Thoughts on SIAI
Last edited: 2012
Note. This is an older piece, and I actually no longer necessarily support donating to SIAI, but I didn't change the url of this article because I wanted to avoid breaking links. I'm currently less enthusiastic about SIAI because the organization aims to reduce the risk of human extinction, but I don't know if that's good or bad. As I said in one Felicifia discussion:
my current stance is to punt on the question of existential risk and instead to support activities that, if humans do survive, will encourage our descendants to reduce rather than multiply suffering in their light cone. This is why I donate to Vegan Outreach and The Humane League, to spread awareness of how bad suffering is and how much animal suffering matters, with the hope that this will eventually blossom into greater concern for the preponderate amounts of suffering in the wild.
Safe AIsounds like a great goal, but what's safe in the eyes of many people may not be safe for wild animals. Most people would prefer an AI with human values over a paperclipper. However, it's quite possible that a paperclipper would be less likely to cause massive suffering than a human-inspired AI. The reason is that humans have motivations to spread life and to simulate minds closer to their own in mind-space; simulations of completely foreign types of minds don't count as "suffering" in my book and so don't pose a direct risk. (The main concern would be if paperclippers simulated human or animal minds for instrumental reasons.) In other words, I might prefer an unsafe AI over a "safe" one. MostunsafeAIs are paperclippers rather than, say, malevolent torturers. Moreover, there are other dystopic future scenarios that might result from a post-human technological civilization.That said, I think the folks at SIAI are wonderful and brilliant people, and a lot of the topics they research are really valuable. But considering the whole package of what SIAI does, including outreach efforts to increase the odds of a post-human civilization, I don't know whether I support the effort.

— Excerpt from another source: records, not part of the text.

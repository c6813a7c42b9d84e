//! Run summary table.

use std::path::{Path, PathBuf};

use comfy_table::modifiers::{UTF8_ROUND_CORNERS, UTF8_SOLID_INNER_BORDERS};
use comfy_table::presets::UTF8_FULL;
use comfy_table::{Attribute, Cell, CellAlignment, Color, ContentArrangement, Table};

use reltab_model::PipelineConfig;

use crate::commands::RunOutcome;

pub fn print_summary(outcome: &RunOutcome) {
    let config = &outcome.config;
    let report = &outcome.report;
    println!("Resource: {}", config.resource_id);
    println!("Output: {}", config.output_dir().display());
    let mut table = Table::new();
    table.set_header(vec![
        header_cell("Module"),
        header_cell("Output"),
        header_cell("Written"),
    ]);
    apply_table_style(&mut table);
    align_column(&mut table, 2, CellAlignment::Center);
    for name in &report.modules {
        let output = module_output(config, name);
        let written = output.as_ref().is_some_and(|path| path.is_file());
        table.add_row(vec![
            module_cell(name),
            path_cell(config, output.as_deref()),
            mark_cell(written),
        ]);
    }
    println!("{table}");
    println!("Records: {}", report.records);
}

/// Output file a module is known to produce, if any.
fn module_output(config: &PipelineConfig, module: &str) -> Option<PathBuf> {
    let dir = config.output_dir();
    match module {
        "metadata" => Some(dir.join("metadata").join("metadata.json")),
        "schema" => Some(dir.join("schema").join("schema.json")),
        "dump" => Some(dir.join(format!("{}.jsonl", config.resource_id))),
        "relational" => Some(dir.join(format!("{}.sql", config.resource_id))),
        "manifest" => Some(dir.join(format!("{}_manifest.yaml", config.resource_id))),
        _ => None,
    }
}

fn path_cell(config: &PipelineConfig, path: Option<&Path>) -> Cell {
    match path {
        Some(path) => {
            let shown = path.strip_prefix(&config.workdir).unwrap_or(path);
            Cell::new(shown.display())
        }
        None => dim_cell("-"),
    }
}

pub fn apply_table_style(table: &mut Table) {
    table
        .load_preset(UTF8_FULL)
        .apply_modifier(UTF8_ROUND_CORNERS)
        .apply_modifier(UTF8_SOLID_INNER_BORDERS)
        .set_content_arrangement(ContentArrangement::Dynamic);
}

fn align_column(table: &mut Table, index: usize, alignment: CellAlignment) {
    if let Some(column) = table.column_mut(index) {
        column.set_cell_alignment(alignment);
    }
}

pub fn header_cell(label: &str) -> Cell {
    Cell::new(label)
        .fg(Color::Cyan)
        .add_attribute(Attribute::Bold)
}

pub fn module_cell(name: &str) -> Cell {
    Cell::new(name).fg(Color::Blue).add_attribute(Attribute::Bold)
}

pub fn mark_cell(set: bool) -> Cell {
    if set {
        Cell::new("✓").fg(Color::Green).add_attribute(Attribute::Bold)
    } else {
        dim_cell("-")
    }
}

fn dim_cell<T: ToString>(value: T) -> Cell {
    Cell::new(value).fg(Color::DarkGrey)
}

In any event, below is the text of the original essay.
(original text)
First written: 2008
Summary. If readers are looking for a public charity where they might donate, I would provisionally, based on my current knowledge, recommend contributing research grants to the Singularity Institute for Artificial Intelligence (SIAI). While I have a few concerns about possible outcomes of friendly artificial intelligence, I largely support the effort. Moreover, much of the research that SIAI intends to do would be extremely valuable for those interested in preventing vast amounts of suffering in the multiverse; from the perspective of maximizing your donation's expected value, I think research organizations like SIAI win hands-down. SIAI's donation page allows visitors to make a small, quick contribution; donors considering a larger contribution might consider funding a particular research project of high value for utilitarians, and should contact the team to discuss further the options in this area.
Research
I will leave it to the SIAI Research Program page to describe the organization's general interests. In particular, though, many of their topics of study have great relevance to utilitarians, including questions about infinite consequentialism, decision theory, which types of computations we should care about as being sentient minds, and scenarios concerning our place in the multiverse and how we can best have an impact on the multiverse.
SIAI is willing to work on research projects tailored somewhat to the interest of donors, so I encourage readers able to make larger contributions (several thousand dollars) to ask about the utilitarian-relevant options available for support by grants. The costs of funding research are relatively low, while the potential impact of the findings is enormous. New insights into these types of questions could dramatically alter our views on how best to reduce as much suffering as we can. We have a duty to the animals being eaten alive by predators and parasites, the computer simulations potentially enduring painful subjective experiences, and other conscious organisms suffering throughout the multiverse to get these questions right.
Concerns
I've written some detailed comments on the coherent extrapolated volition
approach to friendly AI. I would highlight that my primary reservation, in view of the massive amounts of suffering on the part of wild animals that goes essentially unnoticed by most humans, is that a friendly AI implementing human values of, say, nature preservation, or the continued existence or propagation of life regardless of its degree of misery, or non-consequentialist principles of behavior, might conceivably increase the amount of suffering in the universe. For instance, an AI with the goal of propagating life might create infinitely many new universes in a laboratory. I encourage readers to see my entire Concern 2
section.
In general, I fear that many transhumanists are sanguinely optimistic about the prospects that AI may offer for future paradise but tend to ignore the potential downsides, perhaps including vastly painful outcomes. Such scenarios are not pleasant to contemplate, but this is precisely why we have an obligation to commit more resources toward studying them. Ignoring unhappy possibilities doesn't make them go away.
So, I suggest that potential donors consider asking what SIAI can do in the way of research on these urgent questions. My recommendation of SIAI is tentative and subject to revision, and I encourage readers to write to me with their own suggestions on organizations to which utilitarians might donate.